The Simcenter Testlab Neo Process Designer has the following sections:

  • Data Selection: This area is used to select data for processing and to select analysis results for viewing.
  • Process Area: Methods can be selected and combined to define a data analysis process.
  • Display: When data is selected, it will automatically display here.
  • Action Area: Has action buttons. Press the “Run” button to start the analysis process, and press “Accept” to store the results of an analysis run to the current project.

 

6.2 Select Data for Processing

 

In the Data Selection area, navigate to the time histories of interest.  Right click on them and select “Add to Input Basket” to make them available for processing as shown in Figure 23.

 

input_basket.pngFigure 23: Right click on data and choose “Add to Input Basket”.

Data can be selected from different directories, etc.  The input basket is links to the data to be processed.

 

6.3 Create Process

 

Choose methods from the Method Library and insert them in the process area.  Inserting can be done by double clicking on the methods in the library. Select methods as shown in Figure 24

 

method_library.pngFigure 24: To calculate fatigue damage, the methods should be listed and connected as shown.

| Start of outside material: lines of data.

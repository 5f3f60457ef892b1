//! Vision usage budget tracker
//!
//! Hour/day counters over the shared store plus a derived cost estimate,
//! so operators can monitor spend. Limits are observational: the tracker
//! warns when usage approaches a configured limit but never denies work.
use chrono::{DateTime, Timelike, Utc};
use std::sync::Arc;
use tracing::{error, info, warn};

use crate::config::Config;
use crate::models::BudgetStats;
use crate::store::KeyValueStore;

const HOUR_TTL_SECONDS: u64 = 3600;
const DAY_TTL_SECONDS: u64 = 86_400;

#[derive(Clone)]
pub struct BudgetTracker {
    store: Arc<dyn KeyValueStore>,
    max_requests_per_hour: i64,
    max_requests_per_day: i64,
    max_cost_per_day: f64,
    cost_per_image: f64,
}

impl BudgetTracker {
    pub fn new(store: Arc<dyn KeyValueStore>, config: &Config) -> Self {
        Self {
            store,
            max_requests_per_hour: config.max_requests_per_hour,
            max_requests_per_day: config.max_requests_per_day,
            max_cost_per_day: config.max_cost_per_day,
            cost_per_image: config.cost_per_image,
        }
    }

    /// Record a batch of analyzed images against the current hour and day
    /// buckets.
    pub async fn record_usage(&self, image_count: u32) {
        if image_count == 0 {
            return;
        }

        let now = Utc::now();
        let amount = i64::from(image_count);

        let hourly_count = self
            .increment(&hourly_key(&now), amount, HOUR_TTL_SECONDS)
            .await;
        let daily_count = self
            .increment(&daily_key(&now), amount, DAY_TTL_SECONDS)
            .await;

        let hourly_cost = hourly_count as f64 * self.cost_per_image;
        let daily_cost = daily_count as f64 * self.cost_per_image;

        info!(
            hourly_count,
            hourly_cost,
            daily_count,
            daily_cost,
            "Vision usage recorded"
        );

        if daily_cost >= self.max_cost_per_day * 0.8 {
            warn!(
                daily_cost,
                limit = self.max_cost_per_day,
                "Daily vision cost approaching limit"
            );
        }

        if daily_count as f64 >= self.max_requests_per_day as f64 * 0.8 {
            warn!(
                daily_count,
                limit = self.max_requests_per_day,
                "Daily vision request volume approaching limit"
            );
        }

        if hourly_count as f64 >= self.max_requests_per_hour as f64 * 0.8 {
            warn!(
                hourly_count,
                limit = self.max_requests_per_hour,
                "Hourly vision request volume approaching limit"
            );
        }
    }

    /// Current usage snapshot for dashboards and health checks.
    pub async fn stats(&self) -> BudgetStats {
        let now = Utc::now();
        let hourly_requests = self.count(&hourly_key(&now)).await;
        let daily_requests = self.count(&daily_key(&now)).await;

        BudgetStats {
            hourly_requests,
            daily_requests,
            hourly_cost: hourly_requests as f64 * self.cost_per_image,
            daily_cost: daily_requests as f64 * self.cost_per_image,
            hourly_limit: self.max_requests_per_hour,
            daily_limit: self.max_requests_per_day,
            daily_cost_limit: self.max_cost_per_day,
        }
    }

    pub async fn reset_hourly(&self) {
        if let Err(e) = self.store.delete(&hourly_key(&Utc::now())).await {
            error!(error = %e, "Failed to reset hourly usage counter");
            return;
        }
        info!("Reset hourly vision usage counter");
    }

    pub async fn reset_daily(&self) {
        if let Err(e) = self.store.delete(&daily_key(&Utc::now())).await {
            error!(error = %e, "Failed to reset daily usage counter");
            return;
        }
        info!("Reset daily vision usage counter");
    }

    // ----------------------------------------------------------------------
    // Internal helpers
    // ----------------------------------------------------------------------

    /// Atomically add to a bucket counter. The bucket's expiry is set only
    /// on its first write (post-increment value equals the amount), which
    /// makes buckets self-expiring without a sweep process. A non-first
    /// writer can create the bucket under extreme concurrency; that narrow
    /// race is an accepted trade-off.
    async fn increment(&self, key: &str, amount: i64, ttl_seconds: u64) -> i64 {
        match self.store.incr_by(key, amount).await {
            Ok(value) => {
                if value == amount {
                    if let Err(e) = self.store.expire(key, ttl_seconds).await {
                        error!(key, error = %e, "Failed to set counter expiry");
                    }
                }
                value
            }
            Err(e) => {
                error!(key, amount, error = %e, "Failed to increment usage counter");
                0
            }
        }
    }

    async fn count(&self, key: &str) -> i64 {
        match self.store.get(key).await {
            Ok(Some(value)) => value.parse().unwrap_or_else(|_| {
                error!(key, %value, "Failed to parse usage counter");
                0
            }),
            Ok(None) => 0,
            Err(e) => {
                error!(key, error = %e, "Failed to read usage counter");
                0
            }
        }
    }
}

fn hourly_key(now: &DateTime<Utc>) -> String {
    format!("ai:usage:hour:{}:{}", now.format("%Y-%m-%d"), now.hour())
}

fn daily_key(now: &DateTime<Utc>) -> String {
    format!("ai:usage:day:{}", now.format("%Y-%m-%d"))
}

#[cfg(test)]
mod tests {
    use super::*;
    use crate::store::MemoryStore;
    use anyhow::Result;
    use async_trait::async_trait;
    use chrono::TimeZone;
    use std::sync::atomic::{AtomicUsize, Ordering};

    fn tracker_config() -> Config {
        Config {
            openai_api_key: String::new(),
            openai_api_url: "https://api.openai.com/v1".to_string(),
            openai_model: "gpt-5-mini".to_string(),
            openai_timeout_ms: 30_000,
            use_detailed_prompt: true,
            confidence_threshold: 0.85,
            cache_ttl_seconds: 3600,
            redis_url: String::new(),
            max_requests_per_hour: 300,
            max_requests_per_day: 3000,
            max_cost_per_day: 150.0,
            cost_per_image: 0.01,
            taxonomy_path: None,
        }
    }

    #[test]
    fn test_bucket_keys() {
        let at = Utc.with_ymd_and_hms(2025, 11, 9, 14, 30, 0).unwrap();
        assert_eq!(hourly_key(&at), "ai:usage:hour:2025-11-09:14");
        assert_eq!(daily_key(&at), "ai:usage:day:2025-11-09");
    }

    #[tokio::test]
    async fn test_record_usage_accumulates() {
        let store = Arc::new(MemoryStore::new());
        let tracker = BudgetTracker::new(store, &tracker_config());

        tracker.record_usage(2).await;
        tracker.record_usage(3).await;

        let stats = tracker.stats().await;
        assert_eq!(stats.hourly_requests, 5);
        assert_eq!(stats.daily_requests, 5);
        assert!((stats.daily_cost - 0.05).abs() < 1e-9);
        assert_eq!(stats.remaining_hourly_requests(), 295);
    }

    #[tokio::test]
    async fn test_record_usage_zero_is_noop() {
        let store = Arc::new(MemoryStore::new());
        let tracker = BudgetTracker::new(store.clone(), &tracker_config());

        tracker.record_usage(0).await;

        let stats = tracker.stats().await;
        assert_eq!(stats.hourly_requests, 0);
        assert_eq!(stats.daily_requests, 0);
        assert!(!store.exists(&daily_key(&Utc::now())).await.unwrap());
    }

    #[tokio::test]
    async fn test_reset_counters() {
        let tracker = BudgetTracker::new(Arc::new(MemoryStore::new()), &tracker_config());
        tracker.record_usage(4).await;

        tracker.reset_hourly().await;
        let stats = tracker.stats().await;
        assert_eq!(stats.hourly_requests, 0);
        assert_eq!(stats.daily_requests, 4);

        tracker.reset_daily().await;
        assert_eq!(tracker.stats().await.daily_requests, 0);
    }

    /// Delegates to a MemoryStore while counting expire calls.
    struct ExpireCountingStore {
        inner: MemoryStore,
        expire_calls: AtomicUsize,
    }

    impl ExpireCountingStore {
        fn new() -> Self {
            Self {
                inner: MemoryStore::new(),
                expire_calls: AtomicUsize::new(0),
            }
        }
    }

    #[async_trait]
    impl KeyValueStore for ExpireCountingStore {
        async fn get(&self, key: &str) -> Result<Option<String>> {
            self.inner.get(key).await
        }
        async fn set_ex(&self, key: &str, value: &str, ttl_seconds: u64) -> Result<()> {
            self.inner.set_ex(key, value, ttl_seconds).await
        }
        async fn incr_by(&self, key: &str, amount: i64) -> Result<i64> {
            self.inner.incr_by(key, amount).await
        }
        async fn expire(&self, key: &str, ttl_seconds: u64) -> Result<()> {
            self.expire_calls.fetch_add(1, Ordering::SeqCst);
            self.inner.expire(key, ttl_seconds).await
        }
        async fn delete(&self, key: &str) -> Result<()> {
            self.inner.delete(key).await
        }
        async fn exists(&self, key: &str) -> Result<bool> {
            self.inner.exists(key).await
        }
    }

    #[tokio::test]
    async fn test_expiry_set_only_on_first_write() {
        let store = Arc::new(ExpireCountingStore::new());
        let tracker = BudgetTracker::new(store.clone(), &tracker_config());

        tracker.record_usage(2).await;
        // First write touches two buckets (hour + day), one expire each.
        assert_eq!(store.expire_calls.load(Ordering::SeqCst), 2);

        tracker.record_usage(2).await;
        tracker.record_usage(7).await;
        // Subsequent writes in the same buckets must not reset the expiry.
        assert_eq!(store.expire_calls.load(Ordering::SeqCst), 2);

        let stats = tracker.stats().await;
        assert_eq!(stats.daily_requests, 11);
    }
}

Click and drag to make connections between the methods.

 

6.4 Set Mean Stress Correction Method

 

Click once and highlight the Mean Stress Correction method as shown in Figure 25

 

properties.pngFigure 25: Highlight the Mean Stress Correction method and select the correction method.

After highlighting the method, the settings of the method can be changed in the Properties pane.

 

6.5 Run Process, View Results, and Save

 

To analyze the time data, press the “Run” button in the lower left (Figure 26).

 

action_buttons.pngFigure 26: The action buttons “Run” and “Accept”.

After pressing “Run” and the calculation finishes, the results are stored in the “Active Analysis”.  They can be viewed by clicking on them in the “Active Analysis” folder as shown in Figure 27.

 

final_results.pngFigure 27: View analysis results by clicking in the Data selection area.

If the results are acceptable, the button “Accept” can be pushed and results are stored in the active project.